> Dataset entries
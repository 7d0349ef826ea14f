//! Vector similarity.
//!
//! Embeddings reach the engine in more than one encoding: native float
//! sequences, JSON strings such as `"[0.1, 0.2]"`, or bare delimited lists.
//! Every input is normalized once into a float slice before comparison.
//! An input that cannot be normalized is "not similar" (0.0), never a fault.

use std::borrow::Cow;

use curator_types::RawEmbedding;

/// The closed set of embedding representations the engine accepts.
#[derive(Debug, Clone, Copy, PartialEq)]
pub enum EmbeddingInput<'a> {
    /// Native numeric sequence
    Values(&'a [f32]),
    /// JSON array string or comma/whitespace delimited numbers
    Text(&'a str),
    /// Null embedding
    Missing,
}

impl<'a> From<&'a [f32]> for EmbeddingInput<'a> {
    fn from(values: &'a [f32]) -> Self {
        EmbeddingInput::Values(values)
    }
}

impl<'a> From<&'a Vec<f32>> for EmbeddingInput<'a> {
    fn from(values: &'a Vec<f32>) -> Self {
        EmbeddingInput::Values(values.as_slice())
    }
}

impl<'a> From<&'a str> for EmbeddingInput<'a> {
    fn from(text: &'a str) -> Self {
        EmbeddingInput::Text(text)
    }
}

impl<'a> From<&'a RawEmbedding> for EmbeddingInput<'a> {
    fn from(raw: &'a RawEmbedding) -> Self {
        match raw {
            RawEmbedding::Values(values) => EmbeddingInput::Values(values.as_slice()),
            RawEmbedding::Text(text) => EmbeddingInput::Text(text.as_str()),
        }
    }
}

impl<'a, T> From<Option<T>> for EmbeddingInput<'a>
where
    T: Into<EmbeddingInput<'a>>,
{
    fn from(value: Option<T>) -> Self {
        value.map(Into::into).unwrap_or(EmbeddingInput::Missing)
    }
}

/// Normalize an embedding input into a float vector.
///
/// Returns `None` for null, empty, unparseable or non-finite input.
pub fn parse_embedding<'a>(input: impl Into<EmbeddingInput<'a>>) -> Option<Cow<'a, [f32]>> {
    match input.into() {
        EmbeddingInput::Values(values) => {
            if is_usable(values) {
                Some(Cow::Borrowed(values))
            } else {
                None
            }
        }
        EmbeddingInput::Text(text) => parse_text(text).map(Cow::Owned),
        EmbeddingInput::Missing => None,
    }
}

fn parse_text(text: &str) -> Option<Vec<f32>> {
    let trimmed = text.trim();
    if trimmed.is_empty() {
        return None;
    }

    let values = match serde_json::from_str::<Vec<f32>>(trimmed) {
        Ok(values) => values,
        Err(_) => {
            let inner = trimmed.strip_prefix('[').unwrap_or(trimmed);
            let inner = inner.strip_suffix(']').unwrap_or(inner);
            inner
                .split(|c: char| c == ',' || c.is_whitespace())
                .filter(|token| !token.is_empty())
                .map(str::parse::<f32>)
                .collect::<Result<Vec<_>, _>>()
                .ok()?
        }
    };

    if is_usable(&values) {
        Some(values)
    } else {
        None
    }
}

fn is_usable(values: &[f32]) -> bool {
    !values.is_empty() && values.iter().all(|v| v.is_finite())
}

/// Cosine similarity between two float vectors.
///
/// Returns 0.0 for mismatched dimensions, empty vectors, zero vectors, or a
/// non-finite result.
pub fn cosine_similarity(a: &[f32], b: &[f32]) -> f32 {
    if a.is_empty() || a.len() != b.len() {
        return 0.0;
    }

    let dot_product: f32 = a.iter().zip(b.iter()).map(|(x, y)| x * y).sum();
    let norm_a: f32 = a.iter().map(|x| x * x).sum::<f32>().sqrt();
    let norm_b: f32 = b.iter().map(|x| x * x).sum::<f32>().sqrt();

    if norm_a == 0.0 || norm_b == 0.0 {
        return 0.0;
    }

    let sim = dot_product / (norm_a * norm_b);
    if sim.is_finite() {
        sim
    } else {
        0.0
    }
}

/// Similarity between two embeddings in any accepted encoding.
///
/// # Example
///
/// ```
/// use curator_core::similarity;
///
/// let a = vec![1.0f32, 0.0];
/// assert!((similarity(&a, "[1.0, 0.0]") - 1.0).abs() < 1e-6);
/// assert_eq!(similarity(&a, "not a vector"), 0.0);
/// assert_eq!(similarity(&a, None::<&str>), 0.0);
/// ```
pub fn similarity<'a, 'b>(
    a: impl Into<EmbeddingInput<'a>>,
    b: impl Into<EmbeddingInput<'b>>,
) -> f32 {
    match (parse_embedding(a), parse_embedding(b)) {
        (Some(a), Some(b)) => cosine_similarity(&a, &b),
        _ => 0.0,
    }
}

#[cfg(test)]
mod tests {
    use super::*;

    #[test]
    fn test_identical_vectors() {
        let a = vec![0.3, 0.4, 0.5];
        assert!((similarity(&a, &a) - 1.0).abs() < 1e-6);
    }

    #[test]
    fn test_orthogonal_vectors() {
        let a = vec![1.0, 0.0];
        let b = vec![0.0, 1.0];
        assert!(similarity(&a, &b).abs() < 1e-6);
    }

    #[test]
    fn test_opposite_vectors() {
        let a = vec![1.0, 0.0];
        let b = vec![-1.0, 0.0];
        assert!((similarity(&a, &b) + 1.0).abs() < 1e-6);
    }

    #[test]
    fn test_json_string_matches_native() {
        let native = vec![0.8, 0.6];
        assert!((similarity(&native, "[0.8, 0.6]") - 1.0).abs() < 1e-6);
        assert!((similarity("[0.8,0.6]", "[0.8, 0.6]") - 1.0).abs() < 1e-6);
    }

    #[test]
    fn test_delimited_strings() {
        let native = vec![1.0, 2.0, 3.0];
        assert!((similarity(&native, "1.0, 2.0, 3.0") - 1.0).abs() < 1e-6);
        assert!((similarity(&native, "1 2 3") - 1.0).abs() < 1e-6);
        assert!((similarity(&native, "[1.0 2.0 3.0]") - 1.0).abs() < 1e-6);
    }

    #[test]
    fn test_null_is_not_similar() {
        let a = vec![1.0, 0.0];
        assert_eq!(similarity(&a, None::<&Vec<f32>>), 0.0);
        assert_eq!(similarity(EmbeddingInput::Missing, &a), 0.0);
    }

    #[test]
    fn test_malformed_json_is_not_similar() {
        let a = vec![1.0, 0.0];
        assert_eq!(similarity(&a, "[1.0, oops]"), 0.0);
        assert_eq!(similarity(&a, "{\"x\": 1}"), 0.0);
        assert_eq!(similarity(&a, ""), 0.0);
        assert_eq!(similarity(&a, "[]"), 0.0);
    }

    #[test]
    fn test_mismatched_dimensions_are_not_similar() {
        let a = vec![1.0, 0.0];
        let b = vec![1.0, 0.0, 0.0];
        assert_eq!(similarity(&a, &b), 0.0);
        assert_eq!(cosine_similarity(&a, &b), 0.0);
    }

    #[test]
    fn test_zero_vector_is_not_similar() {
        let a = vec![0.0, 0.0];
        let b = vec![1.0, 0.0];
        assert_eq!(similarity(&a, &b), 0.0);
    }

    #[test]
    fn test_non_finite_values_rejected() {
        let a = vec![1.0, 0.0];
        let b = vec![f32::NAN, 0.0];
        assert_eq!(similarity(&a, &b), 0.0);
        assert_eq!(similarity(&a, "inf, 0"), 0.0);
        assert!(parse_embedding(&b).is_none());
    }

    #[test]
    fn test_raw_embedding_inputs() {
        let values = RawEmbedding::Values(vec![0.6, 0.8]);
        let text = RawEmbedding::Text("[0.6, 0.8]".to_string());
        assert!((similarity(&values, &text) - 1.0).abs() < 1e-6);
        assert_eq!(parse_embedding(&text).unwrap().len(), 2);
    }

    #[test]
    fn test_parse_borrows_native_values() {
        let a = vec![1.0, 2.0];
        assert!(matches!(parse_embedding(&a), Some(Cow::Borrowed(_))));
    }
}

> Goal of the exercise
Look above for the line with "never a fault."; retype exactly that line, every line after it up to the line with "impl<'a> From<&'a Vec<f32>>", and that line too, nothing else.

> The answer
//! An input that cannot be normalized is "not similar" (0.0), never a fault.

use std::borrow::Cow;

use curator_types::RawEmbedding;

/// The closed set of embedding representations the engine accepts.
#[derive(Debug, Clone, Copy, PartialEq)]
pub enum EmbeddingInput<'a> {
    /// Native numeric sequence
    Values(&'a [f32]),
    /// JSON array string or comma/whitespace delimited numbers
    Text(&'a str),
    /// Null embedding
    Missing,
}

impl<'a> From<&'a [f32]> for EmbeddingInput<'a> {
    fn from(values: &'a [f32]) -> Self {
        EmbeddingInput::Values(values)
    }
}

impl<'a> From<&'a Vec<f32>> for EmbeddingInput<'a> {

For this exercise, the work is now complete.